Data provided:
###
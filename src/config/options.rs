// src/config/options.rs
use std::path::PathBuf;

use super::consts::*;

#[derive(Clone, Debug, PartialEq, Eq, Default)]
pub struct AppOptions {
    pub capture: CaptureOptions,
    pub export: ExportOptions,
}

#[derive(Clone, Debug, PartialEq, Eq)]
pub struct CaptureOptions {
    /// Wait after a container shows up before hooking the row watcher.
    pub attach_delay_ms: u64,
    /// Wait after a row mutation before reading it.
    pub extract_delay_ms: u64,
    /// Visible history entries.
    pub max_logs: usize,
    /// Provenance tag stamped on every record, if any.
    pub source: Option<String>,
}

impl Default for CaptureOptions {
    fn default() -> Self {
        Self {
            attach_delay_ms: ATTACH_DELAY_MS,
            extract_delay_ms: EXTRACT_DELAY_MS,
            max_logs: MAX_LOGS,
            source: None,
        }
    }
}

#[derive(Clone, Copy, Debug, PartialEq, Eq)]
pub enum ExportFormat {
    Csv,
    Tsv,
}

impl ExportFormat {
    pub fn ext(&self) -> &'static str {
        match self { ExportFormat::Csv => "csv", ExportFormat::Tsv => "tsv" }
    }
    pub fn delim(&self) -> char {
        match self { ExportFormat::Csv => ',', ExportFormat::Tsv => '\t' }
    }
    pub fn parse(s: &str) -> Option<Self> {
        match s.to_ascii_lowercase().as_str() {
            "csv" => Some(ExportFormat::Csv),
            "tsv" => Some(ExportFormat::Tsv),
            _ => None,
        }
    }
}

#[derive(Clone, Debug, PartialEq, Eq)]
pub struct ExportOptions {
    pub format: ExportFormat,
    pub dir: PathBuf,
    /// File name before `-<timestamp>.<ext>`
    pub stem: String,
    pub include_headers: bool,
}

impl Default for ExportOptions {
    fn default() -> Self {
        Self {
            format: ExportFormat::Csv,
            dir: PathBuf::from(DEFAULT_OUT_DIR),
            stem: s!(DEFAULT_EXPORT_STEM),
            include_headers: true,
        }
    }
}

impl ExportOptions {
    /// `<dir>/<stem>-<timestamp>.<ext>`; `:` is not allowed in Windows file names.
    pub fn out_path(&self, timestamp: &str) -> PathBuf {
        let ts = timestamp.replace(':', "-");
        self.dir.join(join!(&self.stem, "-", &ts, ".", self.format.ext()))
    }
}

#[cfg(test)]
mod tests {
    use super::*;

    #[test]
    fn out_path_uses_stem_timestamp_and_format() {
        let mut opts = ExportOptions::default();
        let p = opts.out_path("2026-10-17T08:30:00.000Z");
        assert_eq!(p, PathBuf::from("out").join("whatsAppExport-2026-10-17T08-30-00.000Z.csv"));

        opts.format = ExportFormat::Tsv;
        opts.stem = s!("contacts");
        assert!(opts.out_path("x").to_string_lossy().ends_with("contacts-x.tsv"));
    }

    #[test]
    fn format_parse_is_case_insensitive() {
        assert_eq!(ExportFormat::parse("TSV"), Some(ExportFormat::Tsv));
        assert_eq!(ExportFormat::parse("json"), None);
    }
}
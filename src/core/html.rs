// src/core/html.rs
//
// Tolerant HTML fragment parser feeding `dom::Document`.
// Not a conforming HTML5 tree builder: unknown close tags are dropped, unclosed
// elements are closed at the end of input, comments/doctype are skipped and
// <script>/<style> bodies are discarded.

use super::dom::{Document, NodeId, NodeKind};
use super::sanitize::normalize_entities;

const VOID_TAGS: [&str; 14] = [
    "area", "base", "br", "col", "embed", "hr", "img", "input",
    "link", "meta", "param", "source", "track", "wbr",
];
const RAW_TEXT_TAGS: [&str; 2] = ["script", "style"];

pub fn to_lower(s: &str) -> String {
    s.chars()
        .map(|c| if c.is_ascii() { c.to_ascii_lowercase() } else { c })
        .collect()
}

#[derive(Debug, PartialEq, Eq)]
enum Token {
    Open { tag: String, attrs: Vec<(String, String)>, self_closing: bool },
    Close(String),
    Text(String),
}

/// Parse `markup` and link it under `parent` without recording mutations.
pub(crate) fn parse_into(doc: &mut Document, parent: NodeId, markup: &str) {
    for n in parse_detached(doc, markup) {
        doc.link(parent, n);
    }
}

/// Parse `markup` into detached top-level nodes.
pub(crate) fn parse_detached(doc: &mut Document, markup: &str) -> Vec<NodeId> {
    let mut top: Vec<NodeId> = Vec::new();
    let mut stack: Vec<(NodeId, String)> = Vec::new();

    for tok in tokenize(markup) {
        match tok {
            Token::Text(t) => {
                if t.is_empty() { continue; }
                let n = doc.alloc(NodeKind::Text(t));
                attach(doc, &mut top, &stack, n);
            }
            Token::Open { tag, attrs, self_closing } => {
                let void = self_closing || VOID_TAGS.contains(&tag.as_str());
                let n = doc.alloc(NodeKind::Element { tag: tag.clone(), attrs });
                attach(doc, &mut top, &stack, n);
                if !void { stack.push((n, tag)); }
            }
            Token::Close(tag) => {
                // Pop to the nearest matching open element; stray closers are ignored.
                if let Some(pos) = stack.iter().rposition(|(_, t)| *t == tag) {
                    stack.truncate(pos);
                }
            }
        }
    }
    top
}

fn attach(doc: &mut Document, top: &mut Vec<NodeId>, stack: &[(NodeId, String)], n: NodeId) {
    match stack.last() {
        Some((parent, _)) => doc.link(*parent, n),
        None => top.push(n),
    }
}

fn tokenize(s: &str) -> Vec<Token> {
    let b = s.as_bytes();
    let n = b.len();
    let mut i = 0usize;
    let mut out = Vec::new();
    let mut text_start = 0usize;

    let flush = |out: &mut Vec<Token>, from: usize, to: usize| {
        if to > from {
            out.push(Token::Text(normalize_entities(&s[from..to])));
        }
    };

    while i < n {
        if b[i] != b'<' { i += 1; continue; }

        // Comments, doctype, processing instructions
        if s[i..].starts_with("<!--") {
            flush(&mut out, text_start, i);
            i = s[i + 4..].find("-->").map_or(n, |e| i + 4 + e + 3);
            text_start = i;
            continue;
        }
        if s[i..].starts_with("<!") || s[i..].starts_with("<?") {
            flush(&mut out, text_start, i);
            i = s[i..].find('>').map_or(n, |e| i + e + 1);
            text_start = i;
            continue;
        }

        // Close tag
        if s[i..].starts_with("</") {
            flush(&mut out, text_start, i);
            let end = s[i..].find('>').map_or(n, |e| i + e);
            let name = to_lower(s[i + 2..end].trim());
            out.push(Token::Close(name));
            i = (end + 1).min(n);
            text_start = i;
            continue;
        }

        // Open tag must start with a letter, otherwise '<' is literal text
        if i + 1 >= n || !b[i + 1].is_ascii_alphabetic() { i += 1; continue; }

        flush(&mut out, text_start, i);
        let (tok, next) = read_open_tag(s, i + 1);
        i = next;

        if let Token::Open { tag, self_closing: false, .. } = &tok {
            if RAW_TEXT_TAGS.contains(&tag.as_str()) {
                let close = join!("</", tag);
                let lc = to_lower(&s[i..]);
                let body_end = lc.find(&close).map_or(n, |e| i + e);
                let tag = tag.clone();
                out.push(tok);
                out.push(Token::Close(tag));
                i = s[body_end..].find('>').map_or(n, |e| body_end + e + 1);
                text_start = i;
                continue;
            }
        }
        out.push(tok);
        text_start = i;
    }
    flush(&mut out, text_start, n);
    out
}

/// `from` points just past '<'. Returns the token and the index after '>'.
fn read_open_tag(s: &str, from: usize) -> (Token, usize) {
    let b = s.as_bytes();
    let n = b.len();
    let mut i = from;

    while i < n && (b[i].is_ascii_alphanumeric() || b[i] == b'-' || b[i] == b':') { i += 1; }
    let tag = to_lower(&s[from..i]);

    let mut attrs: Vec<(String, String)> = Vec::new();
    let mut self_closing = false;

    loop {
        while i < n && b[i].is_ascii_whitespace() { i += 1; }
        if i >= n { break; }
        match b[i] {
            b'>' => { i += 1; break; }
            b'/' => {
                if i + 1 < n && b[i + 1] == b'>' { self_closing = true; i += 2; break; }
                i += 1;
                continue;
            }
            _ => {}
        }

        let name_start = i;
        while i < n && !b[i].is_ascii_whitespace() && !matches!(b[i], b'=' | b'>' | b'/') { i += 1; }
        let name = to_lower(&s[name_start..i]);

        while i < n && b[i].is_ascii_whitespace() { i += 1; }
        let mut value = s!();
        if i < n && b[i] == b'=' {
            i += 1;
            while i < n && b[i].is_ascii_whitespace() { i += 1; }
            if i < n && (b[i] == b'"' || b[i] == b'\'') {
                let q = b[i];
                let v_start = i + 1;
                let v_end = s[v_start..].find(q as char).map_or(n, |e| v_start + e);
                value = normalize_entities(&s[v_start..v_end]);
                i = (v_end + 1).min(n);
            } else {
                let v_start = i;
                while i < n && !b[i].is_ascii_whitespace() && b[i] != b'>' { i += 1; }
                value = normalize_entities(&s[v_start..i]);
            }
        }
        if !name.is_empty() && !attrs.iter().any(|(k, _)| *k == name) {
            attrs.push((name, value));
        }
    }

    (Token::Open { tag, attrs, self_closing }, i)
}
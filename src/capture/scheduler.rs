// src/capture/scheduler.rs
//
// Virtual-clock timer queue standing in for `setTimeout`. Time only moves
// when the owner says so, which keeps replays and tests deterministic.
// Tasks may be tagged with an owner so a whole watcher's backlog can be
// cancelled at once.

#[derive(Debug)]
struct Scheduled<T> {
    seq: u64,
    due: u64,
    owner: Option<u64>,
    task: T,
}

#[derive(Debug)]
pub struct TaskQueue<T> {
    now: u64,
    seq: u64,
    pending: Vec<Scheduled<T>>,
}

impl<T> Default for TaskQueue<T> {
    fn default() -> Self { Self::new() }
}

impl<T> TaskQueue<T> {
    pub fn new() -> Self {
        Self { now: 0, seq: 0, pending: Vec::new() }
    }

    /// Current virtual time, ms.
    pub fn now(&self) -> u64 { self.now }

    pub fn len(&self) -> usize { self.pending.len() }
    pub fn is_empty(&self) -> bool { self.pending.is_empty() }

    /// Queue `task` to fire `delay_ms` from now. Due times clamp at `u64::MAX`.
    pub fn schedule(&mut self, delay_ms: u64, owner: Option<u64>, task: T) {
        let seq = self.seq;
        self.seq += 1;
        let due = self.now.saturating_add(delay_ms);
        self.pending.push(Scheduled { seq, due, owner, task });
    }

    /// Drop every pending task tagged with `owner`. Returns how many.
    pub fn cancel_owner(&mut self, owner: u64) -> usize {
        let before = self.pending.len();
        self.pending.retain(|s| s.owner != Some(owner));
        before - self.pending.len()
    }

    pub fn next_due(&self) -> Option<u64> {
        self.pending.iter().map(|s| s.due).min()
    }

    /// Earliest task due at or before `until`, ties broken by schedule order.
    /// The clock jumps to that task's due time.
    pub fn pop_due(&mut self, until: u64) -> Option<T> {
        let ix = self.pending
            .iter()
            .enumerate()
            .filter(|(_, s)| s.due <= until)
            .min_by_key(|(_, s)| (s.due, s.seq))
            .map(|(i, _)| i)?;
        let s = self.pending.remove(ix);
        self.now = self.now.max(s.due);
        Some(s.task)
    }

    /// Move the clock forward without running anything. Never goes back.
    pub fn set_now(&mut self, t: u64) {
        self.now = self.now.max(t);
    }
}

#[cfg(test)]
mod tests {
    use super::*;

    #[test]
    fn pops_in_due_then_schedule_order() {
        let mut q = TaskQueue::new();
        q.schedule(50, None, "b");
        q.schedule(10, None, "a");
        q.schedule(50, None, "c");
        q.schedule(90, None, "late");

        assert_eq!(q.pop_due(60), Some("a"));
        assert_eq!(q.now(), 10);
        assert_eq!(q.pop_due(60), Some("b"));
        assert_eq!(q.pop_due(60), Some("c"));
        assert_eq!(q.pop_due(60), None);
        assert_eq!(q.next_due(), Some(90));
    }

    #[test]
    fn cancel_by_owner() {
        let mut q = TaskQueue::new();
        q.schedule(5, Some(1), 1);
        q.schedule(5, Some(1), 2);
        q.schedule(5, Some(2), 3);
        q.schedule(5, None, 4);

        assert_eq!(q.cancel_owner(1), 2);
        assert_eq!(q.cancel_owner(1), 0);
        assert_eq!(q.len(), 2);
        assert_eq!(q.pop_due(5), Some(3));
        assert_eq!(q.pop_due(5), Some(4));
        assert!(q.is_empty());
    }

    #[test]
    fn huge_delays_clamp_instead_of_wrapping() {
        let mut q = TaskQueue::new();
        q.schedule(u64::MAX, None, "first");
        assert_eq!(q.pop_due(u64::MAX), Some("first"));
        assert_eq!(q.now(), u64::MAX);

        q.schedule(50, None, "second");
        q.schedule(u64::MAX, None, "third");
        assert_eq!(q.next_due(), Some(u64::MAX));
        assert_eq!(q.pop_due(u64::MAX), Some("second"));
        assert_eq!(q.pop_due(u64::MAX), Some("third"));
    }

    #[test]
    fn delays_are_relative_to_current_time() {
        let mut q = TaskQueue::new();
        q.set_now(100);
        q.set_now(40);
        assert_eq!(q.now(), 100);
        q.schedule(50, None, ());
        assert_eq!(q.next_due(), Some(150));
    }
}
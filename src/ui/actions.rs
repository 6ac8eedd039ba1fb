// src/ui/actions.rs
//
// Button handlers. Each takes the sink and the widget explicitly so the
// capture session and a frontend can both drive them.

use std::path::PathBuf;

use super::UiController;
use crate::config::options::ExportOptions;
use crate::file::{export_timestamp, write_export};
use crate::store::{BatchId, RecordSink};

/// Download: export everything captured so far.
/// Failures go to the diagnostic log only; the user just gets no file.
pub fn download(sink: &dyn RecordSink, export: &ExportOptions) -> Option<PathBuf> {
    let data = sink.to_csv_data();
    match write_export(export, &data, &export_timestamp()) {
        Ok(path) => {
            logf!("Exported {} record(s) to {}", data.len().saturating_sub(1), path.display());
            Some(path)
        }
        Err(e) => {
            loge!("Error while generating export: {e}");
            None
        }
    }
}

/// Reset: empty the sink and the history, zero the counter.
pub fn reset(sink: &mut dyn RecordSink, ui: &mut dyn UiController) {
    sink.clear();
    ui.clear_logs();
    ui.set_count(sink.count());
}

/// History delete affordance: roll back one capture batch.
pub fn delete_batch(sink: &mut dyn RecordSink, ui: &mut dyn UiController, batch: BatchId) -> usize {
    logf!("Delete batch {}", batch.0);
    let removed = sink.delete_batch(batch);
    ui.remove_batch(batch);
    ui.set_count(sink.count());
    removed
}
###
Exercise details:
In the listing above, find each line with the word "first" and copy it out.

Result of the exercise:
        q.schedule(u64::MAX, None, "first");
        assert_eq!(q.pop_due(u64::MAX), Some("first"));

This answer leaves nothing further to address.